Every record below should be printed exactly as given.

■ ■ ■

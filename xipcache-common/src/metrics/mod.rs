// Copyright 2025 xipcache Project Authors
//
// Licensed under the Apache License, Version 2.0 (the "License");
// you may not use this file except in compliance with the License.
// You may obtain a copy of the License at
//
//     http://www.apache.org/licenses/LICENSE-2.0
//
// Unless required by applicable law or agreed to in writing, software
// distributed under the License is distributed on an "AS IS" BASIS,
// WITHOUT WARRANTIES OR CONDITIONS OF ANY KIND, either express or implied.
// See the License for the specific language governing permissions and
// limitations under the License.

use std::fmt::Debug;

/// Counter metric operations.
pub trait CounterOps: Send + Sync + 'static + Debug {
    /// Increase record by `val`.
    fn increase(&self, val: u64);
}

/// Gauge metric operations.
pub trait GaugeOps: Send + Sync + 'static + Debug {
    /// Increase record by `val`.
    fn increase(&self, val: u64);
    /// Decrease record by `val`.
    fn decrease(&self, val: u64);
    /// Set the record as a absolute value `val`.
    fn absolute(&self, val: u64);
}

/// Histogram metric operations.
pub trait HistogramOps: Send + Sync + 'static + Debug {
    /// Record a value.
    fn record(&self, val: f64);
}

/// A vector of counters.
pub trait CounterVecOps: Send + Sync + 'static + Debug {
    /// Get a counter within the vector of counters.
    fn counter(&self, labels: &[&'static str]) -> impl CounterOps;
}

/// A vector of gauges.
pub trait GaugeVecOps: Send + Sync + 'static + Debug {
    /// Get a gauge within the vector of gauges.
    fn gauge(&self, labels: &[&'static str]) -> impl GaugeOps;
}

/// A vector of histograms.
pub trait HistogramVecOps: Send + Sync + 'static + Debug {
    /// Get a histogram within the vector of histograms.
    fn histogram(&self, labels: &[&'static str]) -> impl HistogramOps;
}

/// Metrics registry.
pub trait RegistryOps: Send + Sync + 'static + Debug {
    /// Register a vector of counters to the registry.
    fn register_counter_vec(
        &self,
        name: &'static str,
        desc: &'static str,
        label_names: &'static [&'static str],
    ) -> impl CounterVecOps;

    /// Register a vector of gauges to the registry.
    fn register_gauge_vec(
        &self,
        name: &'static str,
        desc: &'static str,
        label_names: &'static [&'static str],
    ) -> impl GaugeVecOps;

    /// Register a vector of histograms to the registry.
    fn register_histogram_vec(
        &self,
        name: &'static str,
        desc: &'static str,
        label_names: &'static [&'static str],
    ) -> impl HistogramVecOps;
}

/// Boxed generic counter.
pub type BoxedCounter = Box<dyn CounterOps>;
/// Boxed generic gauge.
pub type BoxedGauge = Box<dyn GaugeOps>;
/// Boxed generic histogram.
pub type BoxedHistogram = Box<dyn HistogramOps>;

/// Shared metrics model.
pub mod model;
/// Provisioned metrics registries.
pub mod registry;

■ ■ ■

◆ EXERCISE ANSWER
filename xipcache-common/src/metrics/mod.rs
// Copyright 2025 xipcache Project Authors
//
// Licensed under the Apache License, Version 2.0 (the "License");
// you may not use this file except in compliance with the License.
// You may obtain a copy of the License at
//
//     http://www.apache.org/licenses/LICENSE-2.0
//
// Unless required by applicable law or agreed to in writing, software
// distributed under the License is distributed on an "AS IS" BASIS,
// WITHOUT WARRANTIES OR CONDITIONS OF ANY KIND, either express or implied.
// See the License for the specific language governing permissions and
// limitations under the License.

use std::fmt::Debug;

/// Counter metric operations.
pub trait CounterOps: Send + Sync + 'static + Debug {
    /// Increase record by `val`.
    fn increase(&self, val: u64);
}

/// Gauge metric operations.
pub trait GaugeOps: Send + Sync + 'static + Debug {
    /// Increase record by `val`.
    fn increase(&self, val: u64);
    /// Decrease record by `val`.
    fn decrease(&self, val: u64);
    /// Set the record as a absolute value `val`.
    fn absolute(&self, val: u64);
}

/// Histogram metric operations.
pub trait HistogramOps: Send + Sync + 'static + Debug {
    /// Record a value.
    fn record(&self, val: f64);
}

/// A vector of counters.
pub trait CounterVecOps: Send + Sync + 'static + Debug {
    /// Get a counter within the vector of counters.
    fn counter(&self, labels: &[&'static str]) -> impl CounterOps;
}

/// A vector of gauges.
pub trait GaugeVecOps: Send + Sync + 'static + Debug {
    /// Get a gauge within the vector of gauges.
    fn gauge(&self, labels: &[&'static str]) -> impl GaugeOps;
}

/// A vector of histograms.
pub trait HistogramVecOps: Send + Sync + 'static + Debug {
    /// Get a histogram within the vector of histograms.
    fn histogram(&self, labels: &[&'static str]) -> impl HistogramOps;
}

/// Metrics registry.
pub trait RegistryOps: Send + Sync + 'static + Debug {
    /// Register a vector of counters to the registry.
    fn register_counter_vec(
        &self,
        name: &'static str,
        desc: &'static str,
        label_names: &'static [&'static str],
    ) -> impl CounterVecOps;

    /// Register a vector of gauges to the registry.
    fn register_gauge_vec(
        &self,
        name: &'static str,
        desc: &'static str,
        label_names: &'static [&'static str],
    ) -> impl GaugeVecOps;

    /// Register a vector of histograms to the registry.
    fn register_histogram_vec(
        &self,
        name: &'static str,
        desc: &'static str,
        label_names: &'static [&'static str],
    ) -> impl HistogramVecOps;
}

/// Boxed generic counter.
pub type BoxedCounter = Box<dyn CounterOps>;
/// Boxed generic gauge.
pub type BoxedGauge = Box<dyn GaugeOps>;
/// Boxed generic histogram.
pub type BoxedHistogram = Box<dyn HistogramOps>;

/// Shared metrics model.
pub mod model;
/// Provisioned metrics registries.
pub mod registry;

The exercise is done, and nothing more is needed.